Ostatni raz spojrzałam na Noaha, a on na mnie. To co zrobiłam, było głupie, ale zrobiłam to. Nachyliłam się i pocałowałam go.
Jęknął zaskoczony, lecz po chwili położył swoje silne dłonie na moich biodrach i przyciągnął mnie bliżej siebie.
W zaistniałej sytuacji, kiedy Błyszczący z jakimiś dziwnymi potworami otaczali nas, ten pocałunek był bardzo, bardzo zły.
Ale nie tylko to. Kiedy Noah pogłębił pocałunek, poczułam, jakby jakaś część mnie się urwała. Sprzeciwiała temu.
Odsunęłam się od niego, dysząc ciężko. Na jego ustach gościł uśmiech. Ale po chwili zniknął. Błyszczący się zbliżali.
Dane mi jeszcze było zobaczyć tajemnicze tatuaże Noaha, pokrywające jego tors i ramiona, gdy zaatakował mnie Błyszczący o złotych oczach.
Zrobiłam unik. Błyszczący wymachiwał nożem ze złotą rączką i zadrasnął moje ramię. Syknęłam z bólu, ale odwdzięczyłam mu się, wbijając w jego szyję strzałę.
Błyszczący upadł na ziemię, a ja strzelałam z Łuku Wybranych. Pomogłam Noahowi, który walczył z dwoma Błyszczącymi i dwoma stworami.
- Celuj w Zębaki! - Krzyknął. Chodziło mu pewnie o te chimery, więc tak zrobiłam. Celowałam w psie łby, ale potwory nic sobie z tego nie robiły. Jedynie odwróciły się w moją stronę i powoli się zbliżały, pomimo moich licznych strzałów.
Została mi tylko jedna opcja.
Zamknęłam oczy.
- Tellus in actus. Leto bestia.
Ziemia zadrżała niebezpiecznie, aż w końcu rozstąpiła się i pochłonęła Zębaki. Znów ujęłam łuk i kolejno wypuszczałam strzały. Co było dziwne, nie kończyły mi się. Kiedy łapałam ostatnią, w magiczny sposób kołczan się napełniał.
Jeszcze miesiąc temu świadomość o tym, że kogoś zabiłam... Zabiłaby mnie.
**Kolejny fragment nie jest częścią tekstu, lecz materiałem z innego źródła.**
use std::net::SocketAddr;

use thiserror::Error;

pub type Result<T> = std::result::Result<T, KademliaError>;

#[derive(Error, Debug)]
pub enum KademliaError {
    #[error("Invalid encoding: {0}")]
    InvalidEncoding(String),

    #[error("RPC type is invalid: {0}")]
    InvalidRpcType(String),

    #[error("No contact was given: {0}")]
    MissingContact(&'static str),

    #[error("No TargetID given")]
    NoTargetId,

    #[error("Bad or no key or value given")]
    BadKeyValue,

    #[error("RPC ID was different: expected {expected}, got {actual}")]
    IdMismatch { expected: String, actual: String },

    #[error("Receive address {received} not same as send address {sent}")]
    AddressMismatch {
        sent: SocketAddr,
        received: SocketAddr,
    },

    #[error("Did not receive a reply")]
    EmptyReply,

    #[error("Transport error: {0}")]
    Transport(String),

    #[error("Decode error: {0}")]
    Decode(String),

    #[error("Message too large: {0} bytes")]
    MessageTooLarge(usize),

    #[error("Too busy: {0}")]
    Busy(String),

    #[error("Configuration error: {0}")]
    Config(String),

    #[error("Node has been shut down")]
    NodeShutdown,
}

impl KademliaError {
    /// True for failures that mean the peer did not answer usefully, as
    /// opposed to bad arguments or exhausted resources on our side.
    pub fn is_peer_failure(&self) -> bool {
        matches!(
            self,
            KademliaError::Transport(_)
                | KademliaError::EmptyReply
                | KademliaError::IdMismatch { .. }
                | KademliaError::AddressMismatch { .. }
                | KademliaError::Decode(_)
        )
    }
}

impl From<std::io::Error> for KademliaError {
    fn from(err: std::io::Error) -> Self {
        KademliaError::Transport(err.to_string())
    }
}

impl From<serde_json::Error> for KademliaError {
    fn from(err: serde_json::Error) -> Self {
        KademliaError::Decode(err.to_string())
    }
}

impl From<hex::FromHexError> for KademliaError {
    fn from(err: hex::FromHexError) -> Self {
        KademliaError::InvalidEncoding(err.to_string())
    }
}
Teraz myślę tylko o tym, żeby uratować Noaha i siebie. Musiałam zabijać. Brzmi to okropnie, ale niestety, to prawda.
Obejrzałam się, aby zobaczyć jak radzi sobie Noah i... Zamarłam.
Noaha ciągnęli Błyszczący w stronę ciemnego lasu. Wiercił się, kopał, ale to nic nie dało. Spojrzał na mnie rozpaczliwie.
- Uciekaj! - Krzyknął i to były jego ostatnie słowa, zanim zniknął między drzewami.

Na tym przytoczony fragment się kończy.